Syria suicide bombings
Islamic terrorist network Al-Qaida is blamed for two car bombings that killed 55 people in Damascus. Reuters

UN Secretary-General Ban Ki-moon said he believes the global terrorist network Al-Qaida is behind two car bombings that killed 55 people in Damascus.

On May 10 two car bombings killed at least 55 people and injured about 370 others in Damascus.

Now Ban said he believes AL-Qaida's involvement in the region "has created very serious problems."

"A few days ago there was a huge, serious, massive terrorist attack. I believe that there must be al-Qaida behind it. This has created again very serious problems," Ban said on Thursday.

Since the beginning of the Syrian uprising, the regime of president Bashar al-Assad has blamed terrorist groups for much of the violence.

Syrian authorities sent the UN a list of 26 foreign nationals they have apprehended since fighting started more than a year ago and insists 20 of them are working for al-Qaida, crossing into Syria from Turkey.

Ban also pointed out UN monitors team have been attacked twice as fighting still rages.

"The deployment of monitors has some dampening effect, the number of violence has reduced but not enough, not all the violence have stopped," Ban said while addressing youth group at UN headquarters in New York.

"We are trying out best efforts to protect the civilian population," he added.

Dmitry Medvedev, who was president of Russia for four years before Vladimir Putin's inauguration on May 7, has once again voiced Russia's opposition to Western intervention.

"Hasty military operations in foreign states usually bring radicals to power," Medvedev said.

"At some point such actions which undermine state sovereignty may lead to a full-scale regional war, even, although I do not want to frighten anyone, with the use of nuclear weapons," he warned.

Palestinian writer tortured and deported

More reports of torture by the Syrian regime emerged this week after authorities deported Palestinian writer Salameh Kaileh to Jordan following three weeks of detention.

He was arrested and tortured for his anti-regime writings, the prominent writer told Al Arabiya.

Kaileh said security forces stormed his house on April 23.

"There was no violence at first. They took my computer, the laptop, USB storage devices and searched my files," he said.

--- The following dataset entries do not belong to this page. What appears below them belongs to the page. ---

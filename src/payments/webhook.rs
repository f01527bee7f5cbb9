use chrono::Utc;
use hmac::{Hmac, Mac};
use serde_derive::Deserialize;
use sha2::Sha256;
use std::collections::HashMap;
use thiserror::Error;

/// Events older (or newer) than this are rejected to blunt replay of a
/// captured delivery.
const SIGNATURE_TOLERANCE_SECS: i64 = 300;

#[derive(Debug, Error)]
pub enum SignatureError {
    #[error("missing signature header")]
    Missing,
    #[error("malformed signature header")]
    Malformed,
    #[error("signature timestamp outside tolerance")]
    Expired,
    #[error("signature mismatch")]
    Mismatch,
}

/// Verifies a `Stripe-Signature` header (`t=<unix>,v1=<hex hmac>`) against
/// the raw request body. The HMAC covers `"{t}.{body}"`, so this must run
/// on the exact bytes received, before any parsing.
pub fn verify_signature(
    payload: &[u8],
    header: &str,
    secret: &str,
) -> Result<(), SignatureError> {
    let mut timestamp: Option<i64> = None;
    let mut signatures: Vec<&str> = Vec::new();
    for part in header.split(',') {
        match part.trim().split_once('=') {
            Some(("t", value)) => timestamp = value.parse().ok(),
            Some(("v1", value)) => signatures.push(value),
            _ => {}
        }
    }
    let timestamp = timestamp.ok_or(SignatureError::Malformed)?;
    if signatures.is_empty() {
        return Err(SignatureError::Malformed);
    }

    let now = Utc::now().timestamp();
    if (now - timestamp).abs() > SIGNATURE_TOLERANCE_SECS {
        return Err(SignatureError::Expired);
    }

    let mut mac = Hmac::<Sha256>::new_from_slice(secret.as_bytes())
        .map_err(|_| SignatureError::Malformed)?;
    mac.update(format!("{timestamp}.").as_bytes());
    mac.update(payload);
    let expected = hex::encode(mac.finalize().into_bytes());

    if signatures
        .iter()
        .any(|candidate| constant_time_eq(candidate.as_bytes(), expected.as_bytes()))
    {
        Ok(())
    } else {
        Err(SignatureError::Mismatch)
    }
}

fn constant_time_eq(a: &[u8], b: &[u8]) -> bool {
    if a.len() != b.len() {
        return false;
    }
    a.iter().zip(b).fold(0u8, |acc, (x, y)| acc | (x ^ y)) == 0
}

#[derive(Debug, Deserialize)]
pub struct WebhookEvent {
    pub id: String,
    #[serde(rename = "type")]
    pub event_type: String,
    /// Processor-side creation time; becomes the row timestamp.
    pub created: i64,
    pub data: EventData,
}

#[derive(Debug, Deserialize)]
pub struct EventData {
    pub object: serde_json::Value,
}

#[derive(Debug, Deserialize)]
pub struct PaymentIntentObject {
    pub id: String,
    pub amount: i64,
    pub currency: String,
    #[serde(default)]
    pub metadata: HashMap<String, String>,
}

#[derive(Debug, Deserialize)]
pub struct InvoiceObject {
    pub id: String,
    pub payment_intent: Option<String>,
    pub amount_paid: i64,
    pub currency: String,
    pub subscription: Option<String>,
    #[serde(default)]
    pub subscription_details: Option<SubscriptionDetails>,
}

#[derive(Debug, Default, Deserialize)]
pub struct SubscriptionDetails {
    #[serde(default)]
    pub metadata: HashMap<String, String>,
}
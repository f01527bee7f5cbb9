#![allow(dead_code)]

use async_trait::async_trait;
use axum::body::Body;
use axum::http::Request;
use axum::Router;
use chrono::Utc;
use hmac::{Hmac, Mac};
use sha2::Sha256;
use std::sync::atomic::{AtomicBool, AtomicUsize, Ordering};
use std::sync::{Arc, Mutex};

use donation_gateway::config::{Config, MailConfig, ServerConfig, StripeConfig};
use donation_gateway::db::models::{Charity, NewTransaction, NewUser, TransactionRecord, User};
use donation_gateway::db::store::{Store, StoreError};
use donation_gateway::notify::{NotifyError, Receipt, ReceiptNotifier};
use donation_gateway::payments::{
    ChargeOutcome, ChargeRequest, PaymentProcessor, PlanOutcome, PlanRequest, ProcessorError,
};
use donation_gateway::{routes, AppState};

pub const WEBHOOK_SECRET: &str = "whsec_test123secret456";

pub fn test_config() -> Config {
    Config {
        server: ServerConfig {
            host: "127.0.0.1".parse().unwrap(),
            port: 0,
        },
        database_url: "postgres://unused".to_string(),
        stripe: StripeConfig {
            secret_key: "sk_test_xxx".to_string(),
            webhook_secret: WEBHOOK_SECRET.to_string(),
            price_id: "price_monthly_test".to_string(),
            api_base: "http://stripe.invalid".to_string(),
            return_url: "http://localhost:3000/payment-success".to_string(),
        },
        mail: MailConfig {
            api_key: "mk_test_xxx".to_string(),
            api_base: "http://mail.invalid".to_string(),
            from: "receipts@donations.example".to_string(),
        },
    }
}

/// In-memory stand-in for the Postgres store. Enforces the same natural-key
/// uniqueness the migration declares.
#[derive(Default)]
pub struct MemStore {
    pub charities: Mutex<Vec<Charity>>,
    pub transactions: Mutex<Vec<NewTransaction>>,
    pub users: Mutex<Vec<User>>,
    pub fail_inserts: AtomicBool,
}

impl MemStore {
    pub fn seed_charity(&self, id: i32, name: &str, stripe_account_id: &str) {
        self.charities.lock().unwrap().push(Charity {
            id,
            name: name.to_string(),
            stripe_account_id: stripe_account_id.to_string(),
        });
    }

    pub fn transaction_count(&self) -> usize {
        self.transactions.lock().unwrap().len()
    }
}

#[async_trait]
impl Store for MemStore {
    async fn charity_by_id(&self, id: i32) -> Result<Option<Charity>, StoreError> {
        Ok(self
            .charities
            .lock()
            .unwrap()
            .iter()
            .find(|charity| charity.id == id)
            .cloned())
    }

    async fn charity_by_name(&self, name: &str) -> Result<Option<Charity>, StoreError> {
        Ok(self
            .charities
            .lock()
            .unwrap()
            .iter()
            .find(|charity| charity.name == name)
            .cloned())
    }

    async fn record_transaction(&self, row: NewTransaction) -> Result<bool, StoreError> {
        if self.fail_inserts.load(Ordering::SeqCst) {
            return Err(StoreError::Query(
                diesel::result::Error::BrokenTransactionManager,
            ));
        }
        let mut transactions = self.transactions.lock().unwrap();
        if transactions
            .iter()
            .any(|existing| existing.stripe_transaction_id == row.stripe_transaction_id)
        {
            return Ok(false);
        }
        transactions.push(row);
        Ok(true)
    }

    async fn list_transactions(&self) -> Result<Vec<TransactionRecord>, StoreError> {
        let charities = self.charities.lock().unwrap();
        Ok(self
            .transactions
            .lock()
            .unwrap()
            .iter()
            .map(|row| TransactionRecord {
                amount: row.amount,
                currency: row.currency.clone(),
                donation_frequency: row.donation_frequency.clone(),
                name: charities
                    .iter()
                    .find(|charity| charity.id == row.charity_id)
                    .map(|charity| charity.name.clone())
                    .unwrap_or_default(),
                created_at: row.created_at,
            })
            .collect())
    }

    async fn list_users(&self) -> Result<Vec<User>, StoreError> {
        Ok(self.users.lock().unwrap().clone())
    }

    async fn user_by_email(&self, email: &str) -> Result<Option<User>, StoreError> {
        Ok(self
            .users
            .lock()
            .unwrap()
            .iter()
            .find(|user| user.email == email)
            .cloned())
    }

    async fn create_user(&self, user: NewUser) -> Result<User, StoreError> {
        let mut users = self.users.lock().unwrap();
        let created = User {
            id: users.len() as i32 + 1,
            first_name: user.first_name,
            last_name: user.last_name,
            birth_date: user.birth_date,
            email: user.email,
            password: user.password,
        };
        users.push(created.clone());
        Ok(created)
    }
}

/// Scripted processor. Records every call so tests can assert that
/// validation failures never reach Stripe.
pub struct StubProcessor {
    pub charge_status: String,
    pub plan_status: String,
    pub calls: AtomicUsize,
    pub charges: Mutex<Vec<ChargeRequest>>,
    pub plans: Mutex<Vec<PlanRequest>>,
}

impl StubProcessor {
    pub fn new(charge_status: &str, plan_status: &str) -> Self {
        Self {
            charge_status: charge_status.to_string(),
            plan_status: plan_status.to_string(),
            calls: AtomicUsize::new(0),
            charges: Mutex::new(Vec::new()),
            plans: Mutex::new(Vec::new()),
        }
    }

    pub fn call_count(&self) -> usize {
        self.calls.load(Ordering::SeqCst)
    }
}

#[async_trait]
impl PaymentProcessor for StubProcessor {
    async fn create_customer(&self, _email: &str) -> Result<String, ProcessorError> {
        self.calls.fetch_add(1, Ordering::SeqCst);
        Ok("cus_test_1".to_string())
    }

    async fn attach_payment_method(
        &self,
        _payment_method_id: &str,
        _customer_id: &str,
    ) -> Result<(), ProcessorError> {
        self.calls.fetch_add(1, Ordering::SeqCst);
        Ok(())
    }

    async fn set_default_payment_method(
        &self,
        _customer_id: &str,
        _payment_method_id: &str,
    ) -> Result<(), ProcessorError> {
        self.calls.fetch_add(1, Ordering::SeqCst);
        Ok(())
    }

    async fn create_payment_intent(
        &self,
        request: &ChargeRequest,
    ) -> Result<ChargeOutcome, ProcessorError> {
        self.calls.fetch_add(1, Ordering::SeqCst);
        self.charges.lock().unwrap().push(request.clone());
        Ok(ChargeOutcome {
            payment_intent_id: "pi_test_1".to_string(),
            client_secret: Some("pi_test_1_secret_abc".to_string()),
            status: self.charge_status.clone(),
        })
    }

    async fn create_subscription(
        &self,
        request: &PlanRequest,
    ) -> Result<PlanOutcome, ProcessorError> {
        self.calls.fetch_add(1, Ordering::SeqCst);
        self.plans.lock().unwrap().push(request.clone());
        let active = self.plan_status == "active";
        Ok(PlanOutcome {
            subscription_id: "sub_test_1".to_string(),
            status: self.plan_status.clone(),
            client_secret: Some("sub_invoice_secret_abc".to_string()),
            invoice_payment_status: Some(if active {
                "succeeded".to_string()
            } else {
                "requires_payment_method".to_string()
            }),
        })
    }
}

#[derive(Default)]
pub struct StubNotifier {
    pub sent: Mutex<Vec<Receipt>>,
    pub fail: AtomicBool,
}

#[async_trait]
impl ReceiptNotifier for StubNotifier {
    async fn send_receipt(&self, receipt: &Receipt) -> Result<(), NotifyError> {
        if self.fail.load(Ordering::SeqCst) {
            return Err(NotifyError::Rejected("stub mailer refused".to_string()));
        }
        self.sent.lock().unwrap().push(receipt.clone());
        Ok(())
    }
}

pub struct Harness {
    pub store: Arc<MemStore>,
    pub processor: Arc<StubProcessor>,
    pub notifier: Arc<StubNotifier>,
    pub state: AppState,
}

impl Harness {
    pub fn app(&self) -> Router {
        routes::router().with_state(self.state.clone())
    }
}

pub fn harness() -> Harness {
    harness_with("succeeded", "active")
}

pub fn harness_with(charge_status: &str, plan_status: &str) -> Harness {
    let store = Arc::new(MemStore::default());
    store.seed_charity(7, "Save the Whales", "acct_whales_test");
    let processor = Arc::new(StubProcessor::new(charge_status, plan_status));
    let notifier = Arc::new(StubNotifier::default());
    let state = AppState {
        store: store.clone(),
        processor: processor.clone(),
        notifier: notifier.clone(),
        config: Arc::new(test_config()),
    };
    Harness {
        store,
        processor,
        notifier,
        state,
    }
}

pub fn post_json(uri: &str, body: &serde_json::Value) -> Request<Body> {
    Request::builder()
        .method("POST")
        .uri(uri)
        .header("content-type", "application/json")
        .body(Body::from(serde_json::to_vec(body).unwrap()))
        .unwrap()
}

pub async fn body_json(response: axum::http::Response<Body>) -> serde_json::Value {
    use http_body_util::BodyExt;
    let bytes = response.into_body().collect().await.unwrap().to_bytes();
    serde_json::from_slice(&bytes).unwrap()
}

pub fn stripe_signature(payload: &[u8], secret: &str, timestamp: i64) -> String {
    let mut mac = Hmac::<Sha256>::new_from_slice(secret.as_bytes())
        .expect("HMAC can take key of any size");
    mac.update(format!("{timestamp}.").as_bytes());
    mac.update(payload);
    format!(
        "t={timestamp},v1={}",
        hex::encode(mac.finalize().into_bytes())
    )
}

pub fn webhook_request(payload: Vec<u8>, signature: &str) -> Request<Body> {
    Request::builder()
        .method("POST")
        .uri("/stripe-webhook")
        .header("content-type", "application/json")
        .header("stripe-signature", signature)
        .body(Body::from(payload))
        .unwrap()
}

pub fn signed_webhook_request(payload: serde_json::Value) -> Request<Body> {
    let bytes = serde_json::to_vec(&payload).unwrap();
    let signature = stripe_signature(&bytes, WEBHOOK_SECRET, Utc::now().timestamp());
    webhook_request(bytes, &signature)
}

"They interrogated me in a rude manner about leaflets they found at my house entitled al-Yasari (The Leftist). I told them I had nothing to do with them."

"They then took me to a security office. At first I didn't know where I was exactly, but later I found out from other detainees that it was an air force intelligence office."

"The authorities interrogated me. The main question they asked me was where did I print the leaflets? But I did not print them."

Kaileh revealed it was a slogan in the leaflet that read: "For Palestine to be free, Syria's regime has to fall," that angered the Syrian forces the most.

"It was their anger at this line, more than anything, which resulted in me being badly beaten."

"When I said that I had nothing to do with the leaflets, I was hit and kicked so much that my legs could have been broken. I was hit with a wide wire cable so much that I fell on the ground. He [an officer] swore at me repeatedly. He'd ask the same question and I'd give the same answer; that I have nothing to do with the leaflets."

Kaileh, 57, who holds a Jordanian passport, was deported to Jordan and said he was hospitalized in Amman as a result of his detention.

The writer however noted: "What I experienced was only a fraction of what the other detainees, with whom I was imprisoned, were going through. They were being horrifically tortured."